Clearly the goal was for her, because she had chemotherapy as well, the goal was clearly to let her spend time at home with her family as much as possible and it was a palliative care situation. We were looking after this lovely, lovely lady and her family for about 12 months before she passed away at home. Bear in mind, it was a fairly complex situation from a medical point of view with multiple trauma, as well as the tracheostomy and the chemotherapy that she had and the breast cancer. We kept her at home for as much as possible and provided the tracheostomy care at home, and then she passed away after about 12 months.
Other clients, another client we had in the past is a 35-year-old man who sustained a C1 spinal injury. C1 means a high spinal injury around the neck, where he’s been paralyzed from the neck down. He had the injury when he was about six years old as part of an accident, motor vehicle accident that he was in. He’s otherwise fit and healthy and he’s lived for decades, and he could live for a few more decades on a ventilator with a tracheostomy, as long as he has intensive care nurses, 24 hours a day.
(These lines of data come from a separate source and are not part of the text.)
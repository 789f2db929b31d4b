//! Unit snapshot - a serializable projection of a unit subtree
//!
//! Tooling that wants JSON (or any serde format) consumes [`UnitSnapshot`] rather than
//! walking the arena itself. Parameter values are kept in source form, so a snapshot
//! shows exactly what the file said.

use super::tree::UnitTree;
use super::unit::Unit;
use serde::{Deserialize, Serialize};

/// A parameter as name plus source-form values
#[derive(Debug, Clone, PartialEq, Eq, Serialize, Deserialize)]
pub struct ParameterSnapshot {
    pub name: String,
    pub values: Vec<String>,
}

/// A unit and its descendants in a normalized, serializable form
#[derive(Debug, Clone, PartialEq, Eq, Serialize, Deserialize)]
pub struct UnitSnapshot {
    pub name: String,
    pub fully_qualified_name: String,
    pub unit_type: String,
    #[serde(skip_serializing_if = "Option::is_none", default)]
    pub permission: Option<String>,
    #[serde(skip_serializing_if = "Option::is_none", default)]
    pub owner: Option<String>,
    #[serde(skip_serializing_if = "Option::is_none", default)]
    pub resource_group: Option<String>,
    pub parameters: Vec<ParameterSnapshot>,
    pub children: Vec<UnitSnapshot>,
}

impl UnitSnapshot {
    pub(super) fn from_unit(tree: &UnitTree, unit: &Unit) -> Self {
        Self {
            name: unit.name().to_string(),
            fully_qualified_name: unit.fully_qualified_name().to_string(),
            unit_type: unit.type_code().to_string(),
            permission: unit.permission().map(str::to_string),
            owner: unit.owner().map(str::to_string),
            resource_group: unit.resource_group().map(str::to_string),
            parameters: unit
                .parameters()
                .iter()
                .map(|param| ParameterSnapshot {
                    name: param.name().to_string(),
                    values: param
                        .values()
                        .iter()
                        .map(|value| value.source_text().into_owned())
                        .collect(),
                })
                .collect(),
            children: tree
                .children(unit.id())
                .map(|child| Self::from_unit(tree, child))
                .collect(),
        }
    }

    /// Number of units in this subtree, including itself.
    pub fn unit_count(&self) -> usize {
        1 + self.children.iter().map(UnitSnapshot::unit_count).sum::<usize>()
    }
}
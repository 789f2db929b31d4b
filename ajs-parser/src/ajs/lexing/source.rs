//! Line sources
//!
//! A [`LineSource`] hands out one physical line at a time, split off its terminator.
//! `\r\n`, a bare `\r` and a bare `\n` all end a line; the terminator is kept so the
//! stream can report the rest of a line exactly as written.

use encoding_rs::{Encoding, UTF_8};
use std::collections::VecDeque;
use std::io::{self, BufRead};

/// One physical line and the terminator that ended it (empty on the last line of a
/// source that does not end with a line break)
#[derive(Debug, Clone, PartialEq, Eq)]
pub struct SourceLine {
    pub content: String,
    pub terminator: &'static str,
}

impl SourceLine {
    pub fn new(content: impl Into<String>, terminator: &'static str) -> Self {
        Self {
            content: content.into(),
            terminator,
        }
    }
}

/// Something that yields source text line by line
pub trait LineSource {
    /// The next line, or `None` once the source is exhausted.
    fn next_line(&mut self) -> io::Result<Option<SourceLine>>;
}

fn is_line_break(ch: char) -> bool {
    ch == '\r' || ch == '\n'
}

/// Lines of text already held in memory
#[derive(Debug, Clone)]
pub struct StrSource<'a> {
    text: &'a str,
    offset: usize,
}

impl<'a> StrSource<'a> {
    pub fn new(text: &'a str) -> Self {
        let text = text.strip_prefix('\u{FEFF}').unwrap_or(text);
        Self { text, offset: 0 }
    }
}

impl LineSource for StrSource<'_> {
    fn next_line(&mut self) -> io::Result<Option<SourceLine>> {
        if self.offset >= self.text.len() {
            return Ok(None);
        }
        let rest = &self.text[self.offset..];
        let line = match rest.find(is_line_break) {
            None => {
                self.offset = self.text.len();
                SourceLine::new(rest, "")
            }
            Some(end) => {
                let terminator = if rest[end..].starts_with("\r\n") {
                    "\r\n"
                } else if rest[end..].starts_with('\r') {
                    "\r"
                } else {
                    "\n"
                };
                self.offset += end + terminator.len();
                SourceLine::new(&rest[..end], terminator)
            }
        };
        Ok(Some(line))
    }
}

/// Lines read from a byte stream and decoded with an explicit encoding
///
/// Only ASCII-compatible encodings are accepted (UTF-8, Shift_JIS, EUC-JP, the
/// single-byte code pages): their line break bytes never occur inside a multi-byte
/// character, so lines can be split before decoding. Each line is decoded when it is
/// handed out, so a decoding failure belongs to the line that holds the bad bytes.
#[derive(Debug)]
pub struct ReaderSource<R> {
    reader: R,
    encoding: &'static Encoding,
    pending: VecDeque<(Vec<u8>, &'static str)>,
    buffer: Vec<u8>,
    at_start: bool,
}

impl<R: BufRead> ReaderSource<R> {
    pub fn new(reader: R, encoding: &'static Encoding) -> io::Result<Self> {
        if !encoding.is_ascii_compatible() {
            return Err(io::Error::new(
                io::ErrorKind::InvalidInput,
                format!("encoding {} is not ASCII-compatible", encoding.name()),
            ));
        }
        Ok(Self {
            reader,
            encoding,
            pending: VecDeque::new(),
            buffer: Vec::new(),
            at_start: true,
        })
    }

    pub fn encoding(&self) -> &'static Encoding {
        self.encoding
    }

    /// Read one `\n`-terminated chunk and split it at every line break it holds.
    fn fill(&mut self) -> io::Result<bool> {
        let mut buffer = std::mem::take(&mut self.buffer);
        buffer.clear();
        let result = self.split_chunk(&mut buffer);
        self.buffer = buffer;
        result
    }

    fn split_chunk(&mut self, buffer: &mut Vec<u8>) -> io::Result<bool> {
        if self.reader.read_until(b'\n', buffer)? == 0 {
            return Ok(false);
        }
        let mut bytes = buffer.as_slice();
        if self.at_start {
            self.at_start = false;
            if self.encoding == UTF_8 {
                bytes = bytes.strip_prefix(b"\xEF\xBB\xBF").unwrap_or(bytes);
            }
        }
        let mut start = 0;
        let mut index = 0;
        while index < bytes.len() {
            let terminator = match bytes[index] {
                b'\r' if bytes.get(index + 1) == Some(&b'\n') => "\r\n",
                b'\r' => "\r",
                b'\n' => "\n",
                _ => {
                    index += 1;
                    continue;
                }
            };
            self.pending.push_back((bytes[start..index].to_vec(), terminator));
            index += terminator.len();
            start = index;
        }
        if start < bytes.len() {
            self.pending.push_back((bytes[start..].to_vec(), ""));
        }
        Ok(true)
    }
}

fn decode(encoding: &'static Encoding, bytes: &[u8]) -> io::Result<String> {
    encoding
        .decode_without_bom_handling_and_without_replacement(bytes)
        .map(|text| text.into_owned())
        .ok_or_else(|| {
            io::Error::new(
                io::ErrorKind::InvalidData,
                format!("input is not valid {}", encoding.name()),
            )
        })
}

impl<R: BufRead> LineSource for ReaderSource<R> {
    fn next_line(&mut self) -> io::Result<Option<SourceLine>> {
        loop {
            if let Some((bytes, terminator)) = self.pending.pop_front() {
                let content = decode(self.encoding, &bytes)?;
                return Ok(Some(SourceLine::new(content, terminator)));
            }
            if !self.fill()? {
                return Ok(None);
            }
        }
    }
}

#[cfg(test)]
mod tests {
    use super::*;
    use encoding_rs::{SHIFT_JIS, UTF_16LE};
    use std::io::Cursor;

    fn collect<S: LineSource>(mut source: S) -> Vec<SourceLine> {
        let mut lines = Vec::new();
        while let Some(line) = source.next_line().unwrap() {
            lines.push(line);
        }
        lines
    }

    fn expected() -> Vec<SourceLine> {
        vec![
            SourceLine::new("a", "\r\n"),
            SourceLine::new("b", "\r"),
            SourceLine::new("c", "\n"),
            SourceLine::new("d", ""),
        ]
    }

    #[test]
    fn test_str_source_splits_every_break_form() {
        assert_eq!(collect(StrSource::new("a\r\nb\rc\nd")), expected());
        assert_eq!(collect(StrSource::new("x\n\n")).len(), 2);
        assert!(collect(StrSource::new("")).is_empty());
    }

    #[test]
    fn test_reader_source_matches_str_source() {
        let source = ReaderSource::new(Cursor::new(b"a\r\nb\rc\nd".to_vec()), UTF_8).unwrap();
        assert_eq!(collect(source), expected());
    }

    #[test]
    fn test_reader_source_strips_utf8_bom() {
        let source = ReaderSource::new(Cursor::new(b"\xEF\xBB\xBFty=n;\n".to_vec()), UTF_8).unwrap();
        assert_eq!(collect(source), vec![SourceLine::new("ty=n;", "\n")]);
    }

    #[test]
    fn test_reader_source_decodes_shift_jis() {
        let (bytes, _, _) = SHIFT_JIS.encode("cm=\"日次バッチ\";\n");
        let source = ReaderSource::new(Cursor::new(bytes.into_owned()), SHIFT_JIS).unwrap();
        assert_eq!(collect(source), vec![SourceLine::new("cm=\"日次バッチ\";", "\n")]);
    }

    #[test]
    fn test_reader_source_rejects_invalid_bytes_and_wide_encodings() {
        let mut source = ReaderSource::new(Cursor::new(vec![0xFF, 0xFE, b'\n']), UTF_8).unwrap();
        let err = source.next_line().unwrap_err();
        assert_eq!(err.kind(), io::ErrorKind::InvalidData);

        let err = ReaderSource::new(Cursor::new(Vec::new()), UTF_16LE).unwrap_err();
        assert_eq!(err.kind(), io::ErrorKind::InvalidInput);
    }

    #[test]
    fn test_invalid_bytes_fail_on_their_own_line() {
        let bytes = b"unit=A,,,;{\rty=\xFF;}\n".to_vec();
        let mut source = ReaderSource::new(Cursor::new(bytes), UTF_8).unwrap();
        assert_eq!(
            source.next_line().unwrap(),
            Some(SourceLine::new("unit=A,,,;{", "\r"))
        );
        let err = source.next_line().unwrap_err();
        assert_eq!(err.kind(), io::ErrorKind::InvalidData);
    }
}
Really, it’s not a one size fits all. A tracheostomy might have different goals for different people. For some people it might be to spend another few weeks before they pass away, and for some people it could mean decades.
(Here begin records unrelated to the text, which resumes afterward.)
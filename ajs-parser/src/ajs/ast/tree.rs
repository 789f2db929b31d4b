//! Unit arena
//!
//!     The grammar finalizes units bottom-up into [`UnitDraft`]s. Once the whole source
//!     is read the drafts are moved into a [`UnitTree`], which assigns every unit a
//!     [`UnitId`] in depth-first pre-order and points each parameter back at its owner.
//!     The tree is immutable from then on.

use super::parameter::Parameter;
use super::position::Position;
use super::snapshot::UnitSnapshot;
use super::unit::{Unit, UnitHeader};
use serde::{Deserialize, Serialize};
use std::collections::HashSet;
use std::fmt;
use std::ops::Index;

/// Handle of a unit inside its [`UnitTree`]
#[derive(Debug, Clone, Copy, PartialEq, Eq, PartialOrd, Ord, Hash, Serialize, Deserialize)]
pub struct UnitId(usize);

impl UnitId {
    pub fn index(self) -> usize {
        self.0
    }
}

impl fmt::Display for UnitId {
    fn fmt(&self, f: &mut fmt::Formatter<'_>) -> fmt::Result {
        write!(f, "#{}", self.0)
    }
}

/// A unit whose closing brace has been read, not yet placed in a tree
#[derive(Debug, Clone)]
pub(crate) struct UnitDraft {
    pub header: UnitHeader,
    pub type_code: String,
    pub parameters: Vec<Parameter>,
    pub children: Vec<UnitDraft>,
    pub fully_qualified_name: String,
    pub position: Position,
}

/// All units parsed from one source
#[derive(Debug, Clone, PartialEq, Eq)]
pub struct UnitTree {
    units: Vec<Unit>,
    roots: Vec<UnitId>,
}

impl UnitTree {
    pub(crate) fn from_drafts(drafts: Vec<UnitDraft>) -> Self {
        let mut tree = UnitTree {
            units: Vec::new(),
            roots: Vec::with_capacity(drafts.len()),
        };
        for draft in drafts {
            let id = tree.insert(draft, None);
            tree.roots.push(id);
        }
        tree
    }

    fn insert(&mut self, draft: UnitDraft, parent: Option<UnitId>) -> UnitId {
        let id = UnitId(self.units.len());
        let UnitDraft {
            header,
            type_code,
            mut parameters,
            children,
            fully_qualified_name,
            position,
        } = draft;
        for param in &mut parameters {
            param.set_owner(id);
        }
        self.units.push(Unit {
            id,
            header,
            type_code,
            parameters,
            children: Vec::with_capacity(children.len()),
            parent,
            fully_qualified_name,
            position,
        });
        let child_ids: Vec<UnitId> = children
            .into_iter()
            .map(|child| self.insert(child, Some(id)))
            .collect();
        self.units[id.0].children = child_ids;
        id
    }

    /// Top-level units, in source order.
    pub fn roots(&self) -> impl Iterator<Item = &Unit> {
        self.roots.iter().map(move |id| &self.units[id.0])
    }

    pub fn root_ids(&self) -> &[UnitId] {
        &self.roots
    }

    /// The first top-level unit. A parsed tree always has one.
    pub fn root(&self) -> Option<&Unit> {
        self.roots.first().map(|id| &self.units[id.0])
    }

    pub fn get(&self, id: UnitId) -> Option<&Unit> {
        self.units.get(id.0)
    }

    /// Number of units at every depth.
    pub fn len(&self) -> usize {
        self.units.len()
    }

    pub fn is_empty(&self) -> bool {
        self.units.is_empty()
    }

    /// Every unit, depth-first in source order.
    pub fn iter(&self) -> std::slice::Iter<'_, Unit> {
        self.units.iter()
    }

    pub fn parent(&self, id: UnitId) -> Option<&Unit> {
        self.get(id)?.parent.map(|parent| &self.units[parent.0])
    }

    pub fn children(&self, id: UnitId) -> impl Iterator<Item = &Unit> {
        self.get(id)
            .map(|unit| unit.children.as_slice())
            .unwrap_or_default()
            .iter()
            .map(move |child| &self.units[child.0])
    }

    /// The first child of `id` called `name`.
    pub fn child_named(&self, id: UnitId, name: &str) -> Option<&Unit> {
        self.children(id).find(|child| child.name() == name)
    }

    /// Look a unit up by its fully-qualified name (`NET/SUB/JOB`).
    pub fn find(&self, fully_qualified_name: &str) -> Option<&Unit> {
        let mut segments = fully_qualified_name.split('/');
        let first = segments.next()?;
        let mut unit = self.roots().find(|root| root.name() == first)?;
        for segment in segments {
            unit = self.child_named(unit.id, segment)?;
        }
        Some(unit)
    }

    /// The unit owning `param`, if the parameter belongs to this tree.
    pub fn owner_of(&self, param: &Parameter) -> Option<&Unit> {
        param.owner().and_then(|id| self.get(id))
    }

    /// Ancestors of `id`, nearest first.
    pub fn ancestors(&self, id: UnitId) -> impl Iterator<Item = &Unit> {
        std::iter::successors(self.parent(id), move |unit| self.parent(unit.id))
    }

    /// Fully-qualified names that occur more than once among siblings.
    pub fn duplicate_siblings(&self) -> Vec<String> {
        let mut duplicates = Vec::new();
        let groups = std::iter::once(self.roots.as_slice())
            .chain(self.units.iter().map(|unit| unit.children.as_slice()));
        for group in groups {
            let mut seen = HashSet::new();
            for id in group {
                let unit = &self.units[id.0];
                if !seen.insert(unit.name()) {
                    duplicates.push(unit.fully_qualified_name.clone());
                }
            }
        }
        duplicates
    }

    /// Serializable projection of the subtree under `id`.
    pub fn snapshot(&self, id: UnitId) -> Option<UnitSnapshot> {
        let unit = self.get(id)?;
        Some(UnitSnapshot::from_unit(self, unit))
    }

    /// Serializable projections of every top-level unit.
    pub fn snapshots(&self) -> Vec<UnitSnapshot> {
        self.roots()
            .map(|unit| UnitSnapshot::from_unit(self, unit))
            .collect()
    }
}

impl Index<UnitId> for UnitTree {
    type Output = Unit;

    fn index(&self, id: UnitId) -> &Unit {
        &self.units[id.0]
    }
}

impl<'a> IntoIterator for &'a UnitTree {
    type Item = &'a Unit;
    type IntoIter = std::slice::Iter<'a, Unit>;

    fn into_iter(self) -> Self::IntoIter {
        self.iter()
    }
}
Let’s go through a few more examples. We currently have two motor neurone disease clients, MND client in the community that are both ventilated with the tracheostomy. What happens with motor neurone disease, it’s a progressive disease where patients with that disease often end up initially on BIPAP, cough assist. And then eventually, the BIPAP is no longer enough because similar to a quadriplegic, after a spinal injury, they lose all ability to be mobile and they lose their ability to breathe completely. So, that’s when they need a tracheostomy. Again, with services like Intensive Care at Home, life can be prolonged, and patients can be looked after at home and have the quality of life at home. But both of those clients with motor neurone disease, they both are in their mid-40s, and they have young families. The choice for those clients was either not to do a tracheostomy and to die or to do a tracheostomy, go home with Intensive Care at Home, have 24 hours intensive care nursing, and then spend time with their families. Isn’t that a good option?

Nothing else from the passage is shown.